WHAT THE TASK REQUIRES: Take each line of the records below that contains the string "found" and copy it.

-- -- --

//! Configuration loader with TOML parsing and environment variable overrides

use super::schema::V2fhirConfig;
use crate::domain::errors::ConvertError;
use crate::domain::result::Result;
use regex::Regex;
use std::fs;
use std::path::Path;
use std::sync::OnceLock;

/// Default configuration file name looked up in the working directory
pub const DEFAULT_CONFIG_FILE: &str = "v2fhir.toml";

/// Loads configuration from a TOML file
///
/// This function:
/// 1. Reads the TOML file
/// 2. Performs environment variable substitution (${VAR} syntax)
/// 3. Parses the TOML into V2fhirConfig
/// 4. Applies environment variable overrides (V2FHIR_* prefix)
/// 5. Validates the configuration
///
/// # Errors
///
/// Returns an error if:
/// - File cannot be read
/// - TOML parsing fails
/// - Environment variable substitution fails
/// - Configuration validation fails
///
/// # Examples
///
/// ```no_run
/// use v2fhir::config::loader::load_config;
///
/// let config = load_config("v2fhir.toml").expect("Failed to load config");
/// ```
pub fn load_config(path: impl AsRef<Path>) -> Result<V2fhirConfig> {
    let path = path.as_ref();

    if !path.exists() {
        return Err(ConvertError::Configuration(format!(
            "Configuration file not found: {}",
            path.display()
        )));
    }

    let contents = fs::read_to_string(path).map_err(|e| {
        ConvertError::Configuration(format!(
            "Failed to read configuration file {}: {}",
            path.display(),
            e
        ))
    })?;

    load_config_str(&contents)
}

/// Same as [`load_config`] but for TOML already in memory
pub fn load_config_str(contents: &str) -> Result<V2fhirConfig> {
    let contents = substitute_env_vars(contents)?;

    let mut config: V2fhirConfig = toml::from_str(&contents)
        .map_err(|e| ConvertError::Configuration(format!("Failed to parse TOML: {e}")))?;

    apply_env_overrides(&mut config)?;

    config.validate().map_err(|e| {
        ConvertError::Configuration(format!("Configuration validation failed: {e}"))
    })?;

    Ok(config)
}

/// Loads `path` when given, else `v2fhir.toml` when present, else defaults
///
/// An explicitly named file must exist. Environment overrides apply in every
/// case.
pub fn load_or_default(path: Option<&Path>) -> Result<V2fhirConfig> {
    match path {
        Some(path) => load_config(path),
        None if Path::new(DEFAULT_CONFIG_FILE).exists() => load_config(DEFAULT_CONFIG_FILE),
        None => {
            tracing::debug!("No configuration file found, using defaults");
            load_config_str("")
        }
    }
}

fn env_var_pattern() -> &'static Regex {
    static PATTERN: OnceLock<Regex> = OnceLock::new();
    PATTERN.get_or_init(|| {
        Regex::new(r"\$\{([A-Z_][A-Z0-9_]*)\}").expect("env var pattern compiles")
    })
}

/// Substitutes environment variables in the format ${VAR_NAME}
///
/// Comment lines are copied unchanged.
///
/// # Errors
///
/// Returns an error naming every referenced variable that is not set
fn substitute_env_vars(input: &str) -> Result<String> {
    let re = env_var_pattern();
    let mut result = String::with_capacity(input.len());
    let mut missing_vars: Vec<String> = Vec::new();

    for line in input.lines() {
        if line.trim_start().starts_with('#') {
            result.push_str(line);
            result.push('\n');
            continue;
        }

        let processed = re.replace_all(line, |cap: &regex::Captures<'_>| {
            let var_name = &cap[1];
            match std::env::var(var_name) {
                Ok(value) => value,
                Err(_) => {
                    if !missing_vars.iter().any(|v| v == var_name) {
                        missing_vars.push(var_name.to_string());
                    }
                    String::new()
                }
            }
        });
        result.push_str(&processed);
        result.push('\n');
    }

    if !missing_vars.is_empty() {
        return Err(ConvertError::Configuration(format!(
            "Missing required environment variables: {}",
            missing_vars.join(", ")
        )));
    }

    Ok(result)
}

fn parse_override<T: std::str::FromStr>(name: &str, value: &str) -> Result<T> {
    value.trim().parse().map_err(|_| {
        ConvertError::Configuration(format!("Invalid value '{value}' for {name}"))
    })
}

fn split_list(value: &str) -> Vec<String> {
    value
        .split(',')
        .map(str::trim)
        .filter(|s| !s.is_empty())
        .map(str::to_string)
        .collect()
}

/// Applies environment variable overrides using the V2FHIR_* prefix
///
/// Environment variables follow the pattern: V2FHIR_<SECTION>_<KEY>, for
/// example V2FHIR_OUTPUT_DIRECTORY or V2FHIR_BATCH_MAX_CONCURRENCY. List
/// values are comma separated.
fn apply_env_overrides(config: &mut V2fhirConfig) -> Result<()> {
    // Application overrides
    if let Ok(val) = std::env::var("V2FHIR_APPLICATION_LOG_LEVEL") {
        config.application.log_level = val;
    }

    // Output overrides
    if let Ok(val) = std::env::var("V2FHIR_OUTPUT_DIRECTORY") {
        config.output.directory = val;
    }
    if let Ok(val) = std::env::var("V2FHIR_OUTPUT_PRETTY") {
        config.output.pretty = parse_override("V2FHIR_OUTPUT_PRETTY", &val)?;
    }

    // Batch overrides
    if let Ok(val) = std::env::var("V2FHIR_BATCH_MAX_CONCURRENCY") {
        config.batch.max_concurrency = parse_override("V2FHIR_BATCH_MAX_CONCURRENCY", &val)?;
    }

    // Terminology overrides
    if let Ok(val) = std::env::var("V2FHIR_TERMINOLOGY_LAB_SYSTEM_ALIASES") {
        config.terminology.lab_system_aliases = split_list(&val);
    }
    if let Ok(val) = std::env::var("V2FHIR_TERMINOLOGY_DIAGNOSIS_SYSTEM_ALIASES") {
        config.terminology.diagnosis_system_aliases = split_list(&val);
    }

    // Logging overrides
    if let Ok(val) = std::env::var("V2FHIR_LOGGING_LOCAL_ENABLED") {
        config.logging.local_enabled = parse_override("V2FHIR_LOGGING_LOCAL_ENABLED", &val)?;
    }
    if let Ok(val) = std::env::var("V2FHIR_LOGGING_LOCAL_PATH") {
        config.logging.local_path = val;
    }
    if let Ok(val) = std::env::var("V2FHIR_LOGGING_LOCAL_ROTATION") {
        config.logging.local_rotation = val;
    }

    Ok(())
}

-- -- --

RESPONSE AREA:
            "Configuration file not found: {}",
            tracing::debug!("No configuration file found, using defaults");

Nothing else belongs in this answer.